If a person has a lot of excess fat around their waistline then the correct steps to get rid of it, even if they are not very heavy overall, need to be taken.
Regardless of one’s overall weight, having a large amount of belly fat puts a person at risk of cardiovascular disease, insulin resistance and type 2 diabetes, colorectal cancer, sleep apnea, high blood pressure and even premature death from any cause.
Intermittent fasting describes an eating pattern that involves cycling between periods of eating and fasting.
In contrast to regular dietary plans, intermittent fasting does not restrict any foods – it simply focuses on when you should eat them.
The logic behind an intermittent approach to eating is that it will generally make you eat fewer meals and, in turn, fewer calories.
Research investigating the link between intermittent fasting and visceral fat suggest it may help to reduce the harmful belly fat.

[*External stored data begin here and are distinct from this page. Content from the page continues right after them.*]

//! Backpressure gate for indexing threads.
//!
//! Flush control stalls the gate when flushing falls behind indexing. While
//! stalled, threads entering [`StallControl::wait_if_stalled`] block until the
//! gate is released or closed. The flag and the wait share one mutex, so a
//! thread can never miss the release it is waiting for.

use std::sync::Arc;

use parking_lot::{Condvar, Mutex};

use crate::info_stream::{InfoStream, NoOutputInfoStream};

const COMPONENT: &str = "DWSC";

#[derive(Debug, Default)]
struct StallState {
    stalled: bool,
    closed: bool,
    num_waiting: usize,
    /// Set once any thread had to wait.
    was_stalled: bool,
}

/// Blocks indexing threads while the writer is stalled.
#[derive(Debug)]
pub struct StallControl {
    state: Mutex<StallState>,
    cond: Condvar,
    info_stream: Arc<dyn InfoStream>,
}

impl Default for StallControl {
    fn default() -> Self {
        Self::new(Arc::new(NoOutputInfoStream))
    }
}

impl StallControl {
    pub fn new(info_stream: Arc<dyn InfoStream>) -> Self {
        StallControl {
            state: Mutex::new(StallState::default()),
            cond: Condvar::new(),
            info_stream,
        }
    }

    /// Set the gate; releasing it wakes every waiter.
    pub fn update_stalled(&self, stalled: bool) {
        let mut state = self.state.lock();
        if state.stalled == stalled {
            return;
        }
        state.stalled = stalled;
        if self.info_stream.is_enabled(COMPONENT) {
            self.info_stream.message(
                COMPONENT,
                if stalled {
                    "now stalled"
                } else {
                    "now unstalled"
                },
            );
        }
        if !stalled {
            self.cond.notify_all();
        }
    }

    /// Block while stalled. Returns immediately if not stalled or closed.
    pub fn wait_if_stalled(&self) {
        let mut state = self.state.lock();
        if !state.stalled || state.closed {
            return;
        }
        state.num_waiting += 1;
        state.was_stalled = true;
        if self.info_stream.is_enabled(COMPONENT) {
            self.info_stream.message(
                COMPONENT,
                &format!("thread blocked; {} waiting", state.num_waiting),
            );
        }
        while state.stalled && !state.closed {
            self.cond.wait(&mut state);
        }
        state.num_waiting -= 1;
    }

    pub fn any_stalled_threads(&self) -> bool {
        self.state.lock().stalled
    }

    /// Whether any thread is blocked right now.
    pub fn has_blocked(&self) -> bool {
        self.state.lock().num_waiting > 0
    }

    pub fn num_waiting(&self) -> usize {
        self.state.lock().num_waiting
    }

    /// Whether any thread ever had to wait.
    pub fn was_stalled(&self) -> bool {
        self.state.lock().was_stalled
    }

    /// Release all waiters for good; later calls never block.
    pub fn close(&self) {
        let mut state = self.state.lock();
        state.closed = true;
        self.cond.notify_all();
    }
}

#[cfg(test)]
mod tests {
    use std::thread;
    use std::time::{Duration, Instant};

    use super::*;
    use crate::info_stream::RecordingInfoStream;

    fn wait_for_waiters(control: &StallControl, expected: usize) {
        let deadline = Instant::now() + Duration::from_secs(10);
        while control.num_waiting() != expected {
            assert!(Instant::now() < deadline, "waiters never arrived");
            thread::sleep(Duration::from_millis(1));
        }
    }

    #[test]
    fn test_not_stalled_returns_immediately() {
        let control = StallControl::default();
        control.wait_if_stalled();
        assert!(!control.any_stalled_threads());
        assert!(!control.was_stalled());
    }

    #[test]
    fn test_release_wakes_all_waiters() {
        let stream = Arc::new(RecordingInfoStream::new());
        let control = Arc::new(StallControl::new(stream.clone()));
        control.update_stalled(true);

        let handles: Vec<_> = (0..8)
            .map(|_| {
                let control = Arc::clone(&control);
                thread::spawn(move || control.wait_if_stalled())
            })
            .collect();
        wait_for_waiters(&control, 8);
        assert!(control.has_blocked());

        control.update_stalled(false);
        for handle in handles {
            handle.join().unwrap();
        }
        assert_eq!(control.num_waiting(), 0);
        assert!(control.was_stalled());
        assert!(stream.contains("DWSC", "now unstalled"));
    }

    #[test]
    fn test_flapping_never_strands_a_waiter() {
        let control = Arc::new(StallControl::default());
        let handles: Vec<_> = (0..4)
            .map(|_| {
                let control = Arc::clone(&control);
                thread::spawn(move || {
                    for _ in 0..1000 {
                        control.wait_if_stalled();
                    }
                })
            })
            .collect();
        for i in 0..2000 {
            control.update_stalled(i % 2 == 0);
        }
        control.update_stalled(false);
        for handle in handles {
            handle.join().unwrap();
        }
    }

    #[test]
    fn test_close_releases_waiters() {
        let control = Arc::new(StallControl::default());
        control.update_stalled(true);
        let waiter = {
            let control = Arc::clone(&control);
            thread::spawn(move || control.wait_if_stalled())
        };
        wait_for_waiters(&control, 1);
        control.close();
        waiter.join().unwrap();
        // Closed gates never block, even when stalled.
        control.wait_if_stalled();
    }
}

In fact, a large review of studies found that following an intermittent fasting style of eating helped reduce visceral fat by four to seven percent over a period of six to 24 weeks.
The main purpose of intermittent fasting is when you eat, not what you eat (which is typical of any kind of diet).
There are three popular methods of intermittent fasting: the 16/8 method, Eat-Stop-Eat and the 5:2 diet.
The 16/8 method
Also known as the Leangains protocol, the 16/18 method involved skipping breakfast and restricting the eating period to eight hours, such as 11-7pm.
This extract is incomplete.